**TRY IT**.
The lines you return must be all those in the data that hold the string "CephAdmin".

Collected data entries
>>>>>

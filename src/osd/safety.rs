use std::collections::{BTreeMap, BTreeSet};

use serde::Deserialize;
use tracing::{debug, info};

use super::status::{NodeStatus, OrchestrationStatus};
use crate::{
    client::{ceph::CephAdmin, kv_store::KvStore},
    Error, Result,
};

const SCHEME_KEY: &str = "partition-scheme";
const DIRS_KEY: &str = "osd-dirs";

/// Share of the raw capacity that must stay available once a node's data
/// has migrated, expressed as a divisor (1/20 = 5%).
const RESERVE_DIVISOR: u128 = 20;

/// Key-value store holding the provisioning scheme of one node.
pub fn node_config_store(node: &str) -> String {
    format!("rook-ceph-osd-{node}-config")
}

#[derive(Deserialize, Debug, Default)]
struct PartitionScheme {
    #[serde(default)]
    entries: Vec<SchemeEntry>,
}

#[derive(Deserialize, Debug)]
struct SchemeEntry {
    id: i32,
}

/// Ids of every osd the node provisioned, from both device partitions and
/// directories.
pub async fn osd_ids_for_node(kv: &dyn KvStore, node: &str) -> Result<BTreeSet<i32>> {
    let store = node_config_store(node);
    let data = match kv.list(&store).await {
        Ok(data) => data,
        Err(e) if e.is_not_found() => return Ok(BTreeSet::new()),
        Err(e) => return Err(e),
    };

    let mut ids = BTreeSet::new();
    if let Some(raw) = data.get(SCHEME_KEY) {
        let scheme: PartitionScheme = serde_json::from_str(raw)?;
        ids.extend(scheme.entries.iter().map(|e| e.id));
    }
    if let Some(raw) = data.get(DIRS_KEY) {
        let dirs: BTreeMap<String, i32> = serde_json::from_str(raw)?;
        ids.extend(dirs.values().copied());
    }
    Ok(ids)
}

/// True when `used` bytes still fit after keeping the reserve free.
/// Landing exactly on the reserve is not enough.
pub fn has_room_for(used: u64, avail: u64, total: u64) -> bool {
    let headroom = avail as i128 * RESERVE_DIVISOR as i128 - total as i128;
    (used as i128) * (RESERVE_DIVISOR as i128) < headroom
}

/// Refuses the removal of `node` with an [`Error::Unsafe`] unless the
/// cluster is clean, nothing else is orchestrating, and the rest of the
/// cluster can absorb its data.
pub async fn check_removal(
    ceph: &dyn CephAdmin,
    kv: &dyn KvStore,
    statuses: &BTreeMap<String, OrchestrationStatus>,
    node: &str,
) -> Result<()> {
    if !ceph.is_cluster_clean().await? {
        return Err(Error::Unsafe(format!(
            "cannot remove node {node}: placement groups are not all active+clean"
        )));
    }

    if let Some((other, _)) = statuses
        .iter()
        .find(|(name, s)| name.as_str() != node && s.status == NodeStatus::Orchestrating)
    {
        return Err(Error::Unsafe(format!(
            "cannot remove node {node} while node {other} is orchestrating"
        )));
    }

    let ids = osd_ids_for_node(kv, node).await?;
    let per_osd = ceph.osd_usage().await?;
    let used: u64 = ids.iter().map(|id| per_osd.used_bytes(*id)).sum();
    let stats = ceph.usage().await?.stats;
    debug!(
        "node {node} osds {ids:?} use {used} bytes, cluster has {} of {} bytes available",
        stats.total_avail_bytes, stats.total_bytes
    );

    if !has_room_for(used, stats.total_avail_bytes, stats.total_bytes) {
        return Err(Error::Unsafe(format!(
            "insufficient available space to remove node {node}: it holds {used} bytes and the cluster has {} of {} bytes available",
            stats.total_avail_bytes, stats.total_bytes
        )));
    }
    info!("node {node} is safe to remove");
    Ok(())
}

<<<<<

**WRITTEN RESPONSE**.
    client::{ceph::CephAdmin, kv_store::KvStore},
    ceph: &dyn CephAdmin,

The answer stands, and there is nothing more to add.